As time got closer, we were ready for our son to get here. At 32 weeks, I was feeling big and swollen, but still enjoyed every moment. Our son continued to measure in a couple weeks ahead of scheduled, so we expected him to arrive early. Mike travels often for business and at 36 weeks he got called to a meeting in the states. I told him to go and that mom and baby would be waiting for his return. Although, he never missed an appointment, he would miss the one where we heard the words that shattered our lives forever.
The next day I noticed Baby B, as we called him, wasn’t moving as much. I didn’t think anything about it, as I had heard that as time goes on he becomes less “active” because of “lack of room”. At this point, I was seeing my doctor weekly and would see him in a couple days. None-the-less, I felt I had to go see the doctor earlier, to assure everything was all right. After spending the morning with a friend, she decided to follow me to the doctor’s office so I didn’t have to go alone.

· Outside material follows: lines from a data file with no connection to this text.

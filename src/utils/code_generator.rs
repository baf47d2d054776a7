//! Short code generation and validation utilities.
//!
//! Generated codes use lowercase letters and digits. User-supplied codes may be
//! any ASCII alphanumeric string of 1-10 characters that does not collide with
//! a route.

use crate::error::AppError;
use rand::Rng;
use serde_json::json;

/// Alphabet for generated codes.
const ALPHABET: &[u8] = b"abcdefghijklmnopqrstuvwxyz0123456789";

/// Length of generated codes (36^8, about 2.8e12 combinations).
pub const GENERATED_CODE_LENGTH: usize = 8;

/// Maximum length of a user-supplied code.
pub const MAX_CODE_LENGTH: usize = 10;

/// Codes that would be shadowed by fixed routes.
const RESERVED_CODES: &[&str] = &["urls", "shorturls", "stats", "health"];

/// Generates a random short code from the thread-local RNG.
///
/// Uniqueness is not guaranteed here; [`crate::domain::Registry`] retries
/// under its lock until the code is free.
///
/// # Examples
///
/// ```ignore
/// let code = generate_code();
/// assert_eq!(code.len(), 8);
/// ```
pub fn generate_code() -> String {
    let mut rng = rand::rng();

    (0..GENERATED_CODE_LENGTH)
        .map(|_| ALPHABET[rng.random_range(0..ALPHABET.len())] as char)
        .collect()
}

/// Returns true if `code` matches the code format: ASCII alphanumeric, 1-10 characters.
pub fn is_valid_code(code: &str) -> bool {
    !code.is_empty()
        && code.len() <= MAX_CODE_LENGTH
        && code.chars().all(|c| c.is_ascii_alphanumeric())
}

/// Validates a user-provided custom short code.
///
/// # Rules
///
/// - Length: 1-10 characters
/// - Allowed characters: ASCII letters and digits
/// - Cannot be a reserved route name (compared case-insensitively)
///
/// # Errors
///
/// Returns [`AppError::InvalidInput`] if any rule is violated.
pub fn validate_custom_code(code: &str) -> Result<(), AppError> {
    if code.is_empty() || code.len() > MAX_CODE_LENGTH {
        return Err(AppError::bad_request(
            "Shortcode must be 1-10 characters",
            json!({ "provided_length": code.len() }),
        ));
    }

    if !is_valid_code(code) {
        return Err(AppError::bad_request(
            "Shortcode can only contain letters and digits",
            json!({ "shortcode": code }),
        ));
    }

    if RESERVED_CODES.iter().any(|r| r.eq_ignore_ascii_case(code)) {
        return Err(AppError::bad_request(
            "This shortcode is reserved",
            json!({ "shortcode": code }),
        ));
    }

    Ok(())
}

#[cfg(test)]
mod tests {
    use super::*;
    use std::collections::HashSet;

    #[test]
    fn test_generate_code_has_correct_length() {
        assert_eq!(generate_code().len(), GENERATED_CODE_LENGTH);
    }

    #[test]
    fn test_generate_code_uses_alphabet() {
        let code = generate_code();
        assert!(
            code.chars()
                .all(|c| c.is_ascii_lowercase() || c.is_ascii_digit())
        );
    }

    #[test]
    fn test_generated_codes_pass_format_check() {
        for _ in 0..100 {
            assert!(is_valid_code(&generate_code()));
        }
    }

    #[test]
    fn test_generate_code_produces_unique_codes() {
        let codes: HashSet<String> = (0..1000).map(|_| generate_code()).collect();
        assert_eq!(codes.len(), 1000);
    }

    #[test]
    fn test_is_valid_code_bounds() {
        assert!(is_valid_code("a"));
        assert!(is_valid_code("abcde12345"));
        assert!(is_valid_code("MixedCase1"));
        assert!(!is_valid_code(""));
        assert!(!is_valid_code("abcde123456"));
    }

    #[test]
    fn test_validate_custom_code_accepts_short_codes() {
        assert!(validate_custom_code("abc").is_ok());
        assert!(validate_custom_code("x1").is_ok());
    }

    #[test]
    fn test_validate_too_long() {
        let err = validate_custom_code("abcdefghijk").unwrap_err();
        assert!(err.to_string().contains("1-10 characters"));
    }

    #[test]
    fn test_validate_empty_string() {
        assert!(validate_custom_code("").is_err());
    }

    #[test]
    fn test_validate_special_characters() {
        let err = validate_custom_code("my-code").unwrap_err();
        assert!(err.to_string().contains("letters and digits"));

        assert!(validate_custom_code("my code").is_err());
        assert!(validate_custom_code("código").is_err());
    }

    #[test]
    fn test_validate_all_reserved_codes() {
        for &reserved in RESERVED_CODES {
            assert!(
                validate_custom_code(reserved).is_err(),
                "Reserved code '{}' should be invalid",
                reserved
            );
        }
        assert!(validate_custom_code("STATS").is_err());
    }
}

It’s hard to remember the moments after I heard the doctor say there was no heartbeat. I wailed and screamed in a way I did not know existed within. “My Baby, My Baby!”, “How could this happen?”, and “Why” were all the things I screamed out in such pain for our precious son. The guilt and sorrow took over and I was in complete shock, not remembering the horrible phone call I had to make to Michael and the drive and check-in to the hospital. Although, friends surrounded me and family members were on the first flight all I wanted was my husband. He rushed to the airport as soon as I called but he could not get to me for another 24 hours. I never felt so alone in my life, but I cherished the last day my son was inside of me, remembering all of our special moments that would never be forgotten.
The next day, Michael got to the hospital. I have never felt closer to my husband than I did in those hours lying in the hospital bed crying over our sweet son. Labor was induced as soon as he got there. After a day of no progress, our doctor recommended a c-section. John Michael Brennan was born sleeping on Wednesday September 29th. Even though I knew he was gone, I still hoped I would hear the cry that I never did. He was a beautiful baby boy weighing in at 6lbs 7oz and 20 inches long. He looked exactly like his daddy except his mouth. I never thought I could love someone as much I did when I saw him. Sadly, I was robbed of time to spend with him because of my reaction to the sedatives and pain- killers I was given. I was able to see him, but regret not ever being able to hold him and feel his baby soft skin. Thankfully, Michael and John Michael’s grandmas were able to love him and celebrate his life.
A couple days later we were released from the hospital with only empty arms and broken hearts. The only thing that got us through the next weeks was the constant love and support from all of our friends and family. Everyday that passes, we thank God we survived another day. Not a moment passes that we don’t think about our son and wished he were here. We will forever love him and live our lives to honor him in every way.